Gundams. Giant robots. War. People who have no business piloting million-dollar war machines. War. The Gundam franchise asks simple questions: what would war on an interplanetary scale look like? What happens when the giant robots replace the common soldier as instruments of destruction? Just where is the point where ultra-violence becomes overkill?
The answer to all these questions is buried deep in a time-tested formula of space battles, character development, rivalries and the one truth that soldiers must ignore to win the day: the enemy is no different than us.
First staple of every Gundam series: the pilot.
THE PILOT: These robots aren’t given to just anyone. They require years of training to be used to their full potential. And yet, for such mighty machines, they do seem to fall into incapable hands. A lot. The protagonist is often a mechanic or designer; someone who understands the Gundam on a purely technical level. His lack of training fulfills a plot device: the pilot grows up with the audience as the series progresses. War changes people, especially those who have no right to be there or are thrust in the middle.
RIVALRIES: Massive battles mean massive stakes. The protagonist meets a kindred spirit only to watch her die at the hands of an enemy soldier. Then the protagonist kills someone close to the enemy soldier. A rivalry forms. The pilots’ battles take center stage. Verily, it seems the whole series revolves around them.
FACES: Soldiers must inherently believe the enemy is some evil mastermind in order to fight them. They cannot accept a simple truth: their foes have families, names, and faces. They love, they grieve, they suffer. It’s hard to kill someone who could have lived down the street. Somewhere along the line the protagonist realizes this, and is saddled with the burden that he is killing people who, in another life, could have been neighbors. In response, a non-lethal stance in battle is developed, disabling enemy robots without killing the pilots. This extends into the belief of a “bright future for all.”
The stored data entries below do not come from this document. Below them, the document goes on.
//! File export capability (confirm-risk).
//!
//! Writes the loaded differential expression rows to disk as CSV or JSON.
//! The rows arrive through ambient context when the model does not pass them
//! explicitly; the handler never runs without user confirmation.

use std::path::{Path, PathBuf};

use async_trait::async_trait;
use serde_json::Value;

use bioviz_core::types::{ExpressionRecord, Timestamp};
use bioviz_gateway::{CapabilityHandler, HandlerError, RiskLevel};

/// Rows shown in the result preview.
const PREVIEW_ROWS: usize = 10;

/// Confirm-risk capability that exports analysis data to a file.
pub struct ExportDataHandler {
    export_dir: PathBuf,
}

impl ExportDataHandler {
    pub fn new(export_dir: impl Into<PathBuf>) -> Self {
        Self {
            export_dir: export_dir.into(),
        }
    }

    fn resolve_path(&self, output_path: Option<&str>, format: &str) -> PathBuf {
        match output_path {
            Some(raw) if !raw.trim().is_empty() => expand_home(raw),
            _ => self
                .export_dir
                .join(format!("bioviz_export_{}.{}", Timestamp::now().0, format)),
        }
    }
}

/// Expand a leading `~/` against the HOME directory.
fn expand_home(raw: &str) -> PathBuf {
    if let Some(rest) = raw.strip_prefix("~/") {
        if let Ok(home) = std::env::var("HOME") {
            return Path::new(&home).join(rest);
        }
    }
    PathBuf::from(raw)
}

fn write_csv(path: &Path, rows: &[ExpressionRecord]) -> std::io::Result<()> {
    let mut out = String::from("Gene,Log2FC,PValue,Status\n");
    for row in rows {
        out.push_str(&format!(
            "{},{},{},{}\n",
            row.gene, row.log2fc, row.pvalue, row.status
        ));
    }
    std::fs::write(path, out)
}

fn preview(rows: &[ExpressionRecord]) -> String {
    let mut lines = vec!["gene,log2FoldChange,status".to_string()];
    for row in rows.iter().take(PREVIEW_ROWS) {
        lines.push(format!("{},{:.4},{}", row.gene, row.log2fc, row.status));
    }
    if rows.len() > PREVIEW_ROWS {
        lines.push(format!("... and {} more rows", rows.len() - PREVIEW_ROWS));
    }
    lines.join("\n")
}

#[async_trait]
impl CapabilityHandler for ExportDataHandler {
    fn name(&self) -> &str {
        "export_data"
    }

    fn label(&self) -> &str {
        "Export Data"
    }

    fn description(&self) -> &str {
        "Export analysis data to a file. REQUIRES USER CONFIRMATION."
    }

    fn risk_level(&self) -> RiskLevel {
        RiskLevel::Confirm
    }

    fn parameters(&self) -> Value {
        serde_json::json!({
            "type": "object",
            "properties": {
                "output_path": {
                    "type": "string",
                    "description": "Path where the file will be saved"
                },
                "format": {
                    "type": "string",
                    "enum": ["csv", "xlsx", "json"],
                    "description": "Output file format",
                    "default": "csv"
                },
                "expression_rows": {
                    "type": "array",
                    "description": "Rows to export; filled from the loaded analysis when omitted"
                }
            },
            "required": []
        })
    }

    fn context_keys(&self) -> &[&str] {
        &["expression_rows"]
    }

    async fn execute(&self, arguments: &Value) -> Result<Value, HandlerError> {
        let rows: Vec<ExpressionRecord> = match arguments.get("expression_rows") {
            Some(raw) if !raw.is_null() => serde_json::from_value(raw.clone()).map_err(|e| {
                HandlerError::InvalidArguments(format!("expression_rows is malformed: {}", e))
            })?,
            _ => Vec::new(),
        };
        if rows.is_empty() {
            return Err(HandlerError::Failed(
                "No data found to export. Please ensure an analysis is loaded.".to_string(),
            ));
        }

        let format = arguments
            .get("format")
            .and_then(Value::as_str)
            .unwrap_or("csv")
            .to_lowercase();
        let output_path = arguments.get("output_path").and_then(Value::as_str);
        let mut resolved = self.resolve_path(output_path, &format);

        if let Some(parent) = resolved.parent() {
            std::fs::create_dir_all(parent)
                .map_err(|e| HandlerError::Failed(format!("Failed to export data: {}", e)))?;
        }

        let written_format = match format.as_str() {
            "json" => {
                let body = serde_json::to_string_pretty(&rows)
                    .map_err(|e| HandlerError::Failed(e.to_string()))?;
                std::fs::write(&resolved, body)
                    .map_err(|e| HandlerError::Failed(format!("Failed to export data: {}", e)))?;
                "json"
            }
            "csv" => {
                write_csv(&resolved, &rows)
                    .map_err(|e| HandlerError::Failed(format!("Failed to export data: {}", e)))?;
                "csv"
            }
            // Unsupported formats fall back to CSV
            _ => {
                if resolved.extension().and_then(|e| e.to_str()) != Some("csv") {
                    resolved.set_extension("csv");
                }
                write_csv(&resolved, &rows)
                    .map_err(|e| HandlerError::Failed(format!("Failed to export data: {}", e)))?;
                "csv"
            }
        };

        tracing::info!(rows = rows.len(), path = %resolved.display(), "Exported analysis data");

        Ok(serde_json::json!({
            "output_path": resolved.to_string_lossy(),
            "format": written_format,
            "rows_written": rows.len(),
            "data_preview": preview(&rows),
            "message": format!("Data successfully saved to {}", resolved.display()),
        }))
    }

    fn confirm_reason(&self, arguments: &Value) -> String {
        match arguments.get("output_path").and_then(Value::as_str) {
            Some(path) if !path.trim().is_empty() => {
                format!("This will write data to: {}", path)
            }
            _ => format!(
                "This will write data to the default export directory: {}",
                self.export_dir.display()
            ),
        }
    }

    fn summarize(&self, result: &Value) -> String {
        format!(
            "Exported {} rows to {}.",
            result["rows_written"].as_u64().unwrap_or(0),
            result["output_path"].as_str().unwrap_or("unknown path"),
        )
    }
}

// =============================================================================
// Tests
// =============================================================================
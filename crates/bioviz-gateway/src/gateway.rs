//! Assembled gateway instance.
//!
//! Owns the proposal store and wires the decision engine and confirmation
//! flow around a registry built at startup. Created once by the host and
//! dropped at shutdown; there is no ambient global state.

use std::sync::Arc;
use std::time::Duration;

use serde_json::Value;
use uuid::Uuid;

use bioviz_core::config::GatewayConfig;

use crate::confirmation::ConfirmationFlow;
use crate::dispatcher::Dispatcher;
use crate::engine::DecisionEngine;
use crate::proposal::{ExpirySweeper, ProposalStore};
use crate::registry::CapabilityRegistry;
use crate::types::{ActionRequest, AmbientContext, Decision, RiskLevel};

/// The authorization gateway between model output and real side effects.
pub struct Gateway {
    registry: Arc<CapabilityRegistry>,
    proposals: Arc<ProposalStore>,
    engine: DecisionEngine,
    confirmation: ConfirmationFlow,
    config: GatewayConfig,
}

impl Gateway {
    /// Build a gateway from a fully registered capability set.
    pub fn new(registry: CapabilityRegistry, config: GatewayConfig) -> Self {
        let registry = Arc::new(registry);
        let proposals = Arc::new(ProposalStore::new());
        let dispatcher = Dispatcher::new(config.handler_timeout_seconds.map(Duration::from_secs));

        let engine = DecisionEngine::new(
            Arc::clone(&registry),
            Arc::clone(&proposals),
            dispatcher.clone(),
        );
        let confirmation = ConfirmationFlow::new(
            Arc::clone(&registry),
            Arc::clone(&proposals),
            dispatcher,
        );

        tracing::info!(
            capabilities = registry.len(),
            proposal_ttl_seconds = config.proposal_ttl_seconds,
            "Gateway initialized"
        );

        Self {
            registry,
            proposals,
            engine,
            confirmation,
            config,
        }
    }

    /// Classify one inbound action request.
    pub async fn decide(&self, request: &ActionRequest, ambient: &AmbientContext) -> Decision {
        self.engine.decide(request, ambient).await
    }

    /// Execute a stored proposal after user confirmation.
    pub async fn confirm(&self, proposal_id: Uuid, ambient: &AmbientContext) -> Decision {
        self.confirmation.confirm(proposal_id, ambient).await
    }

    /// Cancel a stored proposal without executing it.
    pub fn reject(&self, proposal_id: Uuid) -> Decision {
        self.confirmation.reject(proposal_id)
    }

    /// Capability names, optionally filtered by risk level, in registration
    /// order.
    pub fn list_capabilities(&self, risk: Option<RiskLevel>) -> Vec<String> {
        match risk {
            Some(level) => self.registry.list_by_risk(level),
            None => self.registry.list_all(),
        }
    }

    /// Function-calling schemas for the model collaborator.
    pub fn export_schemas(&self) -> Vec<Value> {
        self.registry.export_schemas()
    }

    /// Remove proposals older than the configured TTL. Returns the count
    /// removed. Also usable lazily by hosts that skip the background sweeper.
    pub fn sweep_expired(&self) -> usize {
        self.proposals.sweep_expired(self.config.proposal_ttl_seconds)
    }

    /// Number of proposals currently awaiting confirmation.
    pub fn pending_proposals(&self) -> usize {
        self.proposals.pending_count()
    }

    /// Build the background expiry sweeper for this gateway's store.
    pub fn sweeper(&self) -> ExpirySweeper {
        ExpirySweeper::new(
            Arc::clone(&self.proposals),
            self.config.proposal_ttl_seconds,
            self.config.sweep_interval_seconds,
        )
    }

    pub fn registry(&self) -> &CapabilityRegistry {
        &self.registry
    }
}

// =============================================================================
// Tests
// =============================================================================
WAR: It’s a messy business. It gets even messier when the soldier is replaced with a giant machine capable of laying waste to whole cities. Yet the mechanical element is paired with a human element: a humble engineer/mechanic, green as the grass underfoot, growing with the audience. His transformation from civilian to soldier, from child to man, is at the heart of every Gundam series. It shows war through the uninitiated’s eyes, as well as serving an underlining message. At the end of the day, when the last enemy vanishes into a cloud of shrapnel, we’re all the same. And while I’m not that naïve to believe that embracing that ideal will eliminate all future wars, I do believe that it would be a good first step.
All this depth from a Japanese cartoon. Who would have thought?